## DIRECTIONS FOR THIS TASK
Please show all lines of the records that include "ChangeReport".
· · · · ·
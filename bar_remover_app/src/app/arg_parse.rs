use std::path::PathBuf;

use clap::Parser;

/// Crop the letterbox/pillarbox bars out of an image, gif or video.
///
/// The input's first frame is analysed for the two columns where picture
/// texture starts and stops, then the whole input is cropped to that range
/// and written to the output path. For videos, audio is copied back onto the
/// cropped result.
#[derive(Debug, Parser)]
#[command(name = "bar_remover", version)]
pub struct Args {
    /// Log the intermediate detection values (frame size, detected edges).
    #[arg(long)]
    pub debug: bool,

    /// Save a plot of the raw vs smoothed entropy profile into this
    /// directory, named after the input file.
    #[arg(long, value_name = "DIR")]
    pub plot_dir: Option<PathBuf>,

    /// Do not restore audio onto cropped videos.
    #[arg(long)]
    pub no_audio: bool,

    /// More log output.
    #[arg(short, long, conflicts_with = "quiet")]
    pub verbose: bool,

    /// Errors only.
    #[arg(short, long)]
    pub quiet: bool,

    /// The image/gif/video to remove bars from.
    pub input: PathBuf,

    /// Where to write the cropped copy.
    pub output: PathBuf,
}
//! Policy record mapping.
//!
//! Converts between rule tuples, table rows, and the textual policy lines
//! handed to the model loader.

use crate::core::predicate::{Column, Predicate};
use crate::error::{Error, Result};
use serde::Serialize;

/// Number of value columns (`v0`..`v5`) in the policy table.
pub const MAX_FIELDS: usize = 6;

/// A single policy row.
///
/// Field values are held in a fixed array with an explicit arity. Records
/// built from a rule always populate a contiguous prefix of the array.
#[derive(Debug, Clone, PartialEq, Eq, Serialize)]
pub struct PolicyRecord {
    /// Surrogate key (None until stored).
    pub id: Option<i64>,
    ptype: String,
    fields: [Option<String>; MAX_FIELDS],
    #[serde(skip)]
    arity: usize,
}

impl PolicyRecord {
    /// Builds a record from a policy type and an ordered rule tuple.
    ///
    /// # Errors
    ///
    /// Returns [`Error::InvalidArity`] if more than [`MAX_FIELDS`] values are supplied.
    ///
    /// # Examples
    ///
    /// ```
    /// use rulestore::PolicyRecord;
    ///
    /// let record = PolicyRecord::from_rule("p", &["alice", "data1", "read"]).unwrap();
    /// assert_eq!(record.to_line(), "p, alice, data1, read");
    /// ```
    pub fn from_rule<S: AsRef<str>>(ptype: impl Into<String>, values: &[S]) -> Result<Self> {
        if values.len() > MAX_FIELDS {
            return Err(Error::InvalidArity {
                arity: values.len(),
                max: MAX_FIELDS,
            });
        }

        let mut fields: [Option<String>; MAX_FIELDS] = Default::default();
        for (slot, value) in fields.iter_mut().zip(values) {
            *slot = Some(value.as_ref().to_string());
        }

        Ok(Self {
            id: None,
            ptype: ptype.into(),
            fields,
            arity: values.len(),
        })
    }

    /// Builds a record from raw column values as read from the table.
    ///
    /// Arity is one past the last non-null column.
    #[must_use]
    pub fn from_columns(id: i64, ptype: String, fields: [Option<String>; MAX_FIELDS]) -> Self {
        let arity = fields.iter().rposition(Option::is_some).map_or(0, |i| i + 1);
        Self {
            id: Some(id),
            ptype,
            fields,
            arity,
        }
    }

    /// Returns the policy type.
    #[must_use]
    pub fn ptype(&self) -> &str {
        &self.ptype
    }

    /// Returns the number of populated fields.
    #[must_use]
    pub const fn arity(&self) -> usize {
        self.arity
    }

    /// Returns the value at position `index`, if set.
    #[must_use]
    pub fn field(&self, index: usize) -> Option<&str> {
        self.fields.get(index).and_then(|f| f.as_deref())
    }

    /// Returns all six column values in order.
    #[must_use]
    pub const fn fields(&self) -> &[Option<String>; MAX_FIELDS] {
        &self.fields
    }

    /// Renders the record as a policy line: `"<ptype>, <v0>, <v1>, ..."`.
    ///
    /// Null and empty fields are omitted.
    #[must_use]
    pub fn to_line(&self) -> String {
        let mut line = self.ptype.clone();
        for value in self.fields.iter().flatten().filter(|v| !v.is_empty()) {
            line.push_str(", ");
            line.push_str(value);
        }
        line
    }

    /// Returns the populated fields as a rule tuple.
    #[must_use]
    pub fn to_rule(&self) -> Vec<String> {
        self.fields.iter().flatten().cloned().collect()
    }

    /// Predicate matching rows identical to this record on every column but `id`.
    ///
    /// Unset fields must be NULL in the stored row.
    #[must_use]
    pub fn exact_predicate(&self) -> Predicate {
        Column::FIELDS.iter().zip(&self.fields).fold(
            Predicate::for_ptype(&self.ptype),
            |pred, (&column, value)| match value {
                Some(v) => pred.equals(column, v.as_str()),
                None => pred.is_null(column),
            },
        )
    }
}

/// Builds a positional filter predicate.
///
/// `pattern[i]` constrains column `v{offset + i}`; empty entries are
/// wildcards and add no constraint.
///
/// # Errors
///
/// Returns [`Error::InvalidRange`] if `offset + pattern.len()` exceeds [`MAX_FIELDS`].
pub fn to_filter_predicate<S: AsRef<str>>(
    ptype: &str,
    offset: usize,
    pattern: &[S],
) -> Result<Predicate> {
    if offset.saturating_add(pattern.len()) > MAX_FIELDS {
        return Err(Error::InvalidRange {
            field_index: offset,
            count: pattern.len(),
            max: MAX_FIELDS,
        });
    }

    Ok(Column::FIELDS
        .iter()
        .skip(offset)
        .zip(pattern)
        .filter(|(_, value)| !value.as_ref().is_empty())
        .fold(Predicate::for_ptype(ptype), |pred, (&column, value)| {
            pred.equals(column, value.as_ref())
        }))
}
· · · · ·
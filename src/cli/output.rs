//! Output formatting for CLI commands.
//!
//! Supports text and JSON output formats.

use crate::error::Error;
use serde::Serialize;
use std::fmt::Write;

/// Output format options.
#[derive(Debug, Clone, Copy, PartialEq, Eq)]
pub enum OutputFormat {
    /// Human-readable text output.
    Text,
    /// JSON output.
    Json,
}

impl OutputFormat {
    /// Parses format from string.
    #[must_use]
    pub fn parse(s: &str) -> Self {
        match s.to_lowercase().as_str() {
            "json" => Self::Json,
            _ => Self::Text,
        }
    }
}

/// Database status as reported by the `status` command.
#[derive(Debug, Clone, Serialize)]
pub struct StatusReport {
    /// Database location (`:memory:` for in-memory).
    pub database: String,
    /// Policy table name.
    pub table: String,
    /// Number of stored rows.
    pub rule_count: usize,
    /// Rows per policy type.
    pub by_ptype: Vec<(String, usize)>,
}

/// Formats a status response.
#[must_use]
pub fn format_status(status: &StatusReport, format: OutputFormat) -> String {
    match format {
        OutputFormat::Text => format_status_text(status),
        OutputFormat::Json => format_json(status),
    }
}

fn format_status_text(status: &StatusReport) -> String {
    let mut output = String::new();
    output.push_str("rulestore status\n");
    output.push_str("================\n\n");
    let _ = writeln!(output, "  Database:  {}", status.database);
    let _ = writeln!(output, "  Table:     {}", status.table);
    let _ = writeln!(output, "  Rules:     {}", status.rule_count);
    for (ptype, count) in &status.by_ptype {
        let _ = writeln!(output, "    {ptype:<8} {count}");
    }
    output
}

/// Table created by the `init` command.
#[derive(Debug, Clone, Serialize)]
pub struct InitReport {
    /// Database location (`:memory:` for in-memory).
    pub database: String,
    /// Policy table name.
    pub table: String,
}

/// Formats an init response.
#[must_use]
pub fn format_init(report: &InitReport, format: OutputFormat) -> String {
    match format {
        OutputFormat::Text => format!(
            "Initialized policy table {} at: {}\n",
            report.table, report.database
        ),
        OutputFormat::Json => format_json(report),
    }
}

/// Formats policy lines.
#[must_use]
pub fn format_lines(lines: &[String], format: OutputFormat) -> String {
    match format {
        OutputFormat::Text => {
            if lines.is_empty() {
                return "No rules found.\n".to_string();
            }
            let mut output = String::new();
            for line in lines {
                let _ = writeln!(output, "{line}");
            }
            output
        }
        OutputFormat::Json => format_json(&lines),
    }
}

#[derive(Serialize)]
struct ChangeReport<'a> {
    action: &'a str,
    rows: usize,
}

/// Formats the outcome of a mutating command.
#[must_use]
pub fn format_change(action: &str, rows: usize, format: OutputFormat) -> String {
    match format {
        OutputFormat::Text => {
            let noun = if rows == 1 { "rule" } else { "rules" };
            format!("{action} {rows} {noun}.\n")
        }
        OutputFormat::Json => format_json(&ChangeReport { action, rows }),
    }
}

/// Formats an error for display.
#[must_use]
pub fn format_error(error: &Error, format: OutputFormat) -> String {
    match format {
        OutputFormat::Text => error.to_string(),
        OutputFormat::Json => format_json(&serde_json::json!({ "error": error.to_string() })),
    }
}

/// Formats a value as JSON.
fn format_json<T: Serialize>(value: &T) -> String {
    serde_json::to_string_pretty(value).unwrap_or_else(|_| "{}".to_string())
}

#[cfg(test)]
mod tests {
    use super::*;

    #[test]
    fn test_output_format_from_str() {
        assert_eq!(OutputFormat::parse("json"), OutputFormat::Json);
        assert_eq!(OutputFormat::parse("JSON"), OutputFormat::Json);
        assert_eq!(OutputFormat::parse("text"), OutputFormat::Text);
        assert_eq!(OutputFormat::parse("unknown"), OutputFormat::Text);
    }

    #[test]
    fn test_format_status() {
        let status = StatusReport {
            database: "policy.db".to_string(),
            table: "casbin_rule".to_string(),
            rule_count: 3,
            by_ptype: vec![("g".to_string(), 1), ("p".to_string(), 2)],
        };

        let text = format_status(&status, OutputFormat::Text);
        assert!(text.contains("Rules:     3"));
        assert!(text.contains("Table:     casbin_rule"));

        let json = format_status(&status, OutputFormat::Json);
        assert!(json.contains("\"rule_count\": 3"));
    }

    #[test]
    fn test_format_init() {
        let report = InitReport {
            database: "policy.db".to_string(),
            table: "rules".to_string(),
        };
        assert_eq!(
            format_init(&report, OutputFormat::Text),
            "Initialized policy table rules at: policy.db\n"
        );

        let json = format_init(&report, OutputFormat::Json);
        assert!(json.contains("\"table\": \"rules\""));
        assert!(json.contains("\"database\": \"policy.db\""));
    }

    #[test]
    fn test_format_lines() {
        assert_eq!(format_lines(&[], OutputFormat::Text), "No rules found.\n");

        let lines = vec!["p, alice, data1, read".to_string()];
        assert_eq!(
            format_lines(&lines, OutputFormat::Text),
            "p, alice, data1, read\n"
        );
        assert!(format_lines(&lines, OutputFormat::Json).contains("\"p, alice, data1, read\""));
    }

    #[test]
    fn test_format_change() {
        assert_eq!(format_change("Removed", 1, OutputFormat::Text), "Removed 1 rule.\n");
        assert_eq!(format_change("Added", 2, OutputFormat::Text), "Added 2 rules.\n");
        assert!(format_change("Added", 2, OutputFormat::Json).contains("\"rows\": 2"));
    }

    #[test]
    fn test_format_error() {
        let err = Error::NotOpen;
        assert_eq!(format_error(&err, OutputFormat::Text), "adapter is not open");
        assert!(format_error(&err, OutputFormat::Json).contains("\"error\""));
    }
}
· · · · ·
## PROBLEM SOLUTION
struct ChangeReport<'a> {
        OutputFormat::Json => format_json(&ChangeReport { action, rows }),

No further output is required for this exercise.